* _Records shown_:
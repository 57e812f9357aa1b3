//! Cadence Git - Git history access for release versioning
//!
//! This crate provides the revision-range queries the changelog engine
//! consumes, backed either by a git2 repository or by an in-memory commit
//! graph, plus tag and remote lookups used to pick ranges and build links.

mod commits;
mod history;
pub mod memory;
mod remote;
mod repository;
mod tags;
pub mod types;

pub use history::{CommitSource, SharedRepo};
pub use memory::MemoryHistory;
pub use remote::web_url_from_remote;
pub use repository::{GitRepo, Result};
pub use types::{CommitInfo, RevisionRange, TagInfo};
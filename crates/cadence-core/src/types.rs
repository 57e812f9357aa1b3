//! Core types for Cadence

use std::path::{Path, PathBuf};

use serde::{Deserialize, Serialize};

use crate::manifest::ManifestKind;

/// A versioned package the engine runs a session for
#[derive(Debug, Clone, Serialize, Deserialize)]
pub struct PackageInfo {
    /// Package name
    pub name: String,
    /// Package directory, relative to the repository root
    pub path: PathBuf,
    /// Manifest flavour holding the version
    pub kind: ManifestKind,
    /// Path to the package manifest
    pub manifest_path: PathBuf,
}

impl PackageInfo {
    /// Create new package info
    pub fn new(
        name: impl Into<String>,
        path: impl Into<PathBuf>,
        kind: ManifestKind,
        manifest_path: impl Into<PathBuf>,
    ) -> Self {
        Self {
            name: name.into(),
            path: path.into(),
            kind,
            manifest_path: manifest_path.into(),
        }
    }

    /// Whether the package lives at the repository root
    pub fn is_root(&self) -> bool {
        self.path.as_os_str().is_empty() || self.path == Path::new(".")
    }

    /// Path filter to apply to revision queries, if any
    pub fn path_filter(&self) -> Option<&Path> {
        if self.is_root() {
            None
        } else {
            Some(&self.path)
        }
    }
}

* _Assignment_: Copy every line of the records, leaving nothing out.

* _Output_:
repository 57e812f9357aa1b3
//! Cadence Git - Git history access for release versioning
//!
//! This crate provides the revision-range queries the changelog engine
//! consumes, backed either by a git2 repository or by an in-memory commit
//! graph, plus tag and remote lookups used to pick ranges and build links.

mod commits;
mod history;
pub mod memory;
mod remote;
mod repository;
mod tags;
pub mod types;

pub use history::{CommitSource, SharedRepo};
pub use memory::MemoryHistory;
pub use remote::web_url_from_remote;
pub use repository::{GitRepo, Result};
pub use types::{CommitInfo, RevisionRange, TagInfo};
filename crates/cadence-core/src/types.rs
repository 57e812f9357aa1b3
//! Core types for Cadence

use std::path::{Path, PathBuf};

use serde::{Deserialize, Serialize};

use crate::manifest::ManifestKind;

/// A versioned package the engine runs a session for
#[derive(Debug, Clone, Serialize, Deserialize)]
pub struct PackageInfo {
    /// Package name
    pub name: String,
    /// Package directory, relative to the repository root
    pub path: PathBuf,
    /// Manifest flavour holding the version
    pub kind: ManifestKind,
    /// Path to the package manifest
    pub manifest_path: PathBuf,
}

impl PackageInfo {
    /// Create new package info
    pub fn new(
        name: impl Into<String>,
        path: impl Into<PathBuf>,
        kind: ManifestKind,
        manifest_path: impl Into<PathBuf>,
    ) -> Self {
        Self {
            name: name.into(),
            path: path.into(),
            kind,
            manifest_path: manifest_path.into(),
        }
    }

    /// Whether the package lives at the repository root
    pub fn is_root(&self) -> bool {
        self.path.as_os_str().is_empty() || self.path == Path::new(".")
    }

    /// Path filter to apply to revision queries, if any
    pub fn path_filter(&self) -> Option<&Path> {
        if self.is_root() {
            None
        } else {
            Some(&self.path)
        }
    }
}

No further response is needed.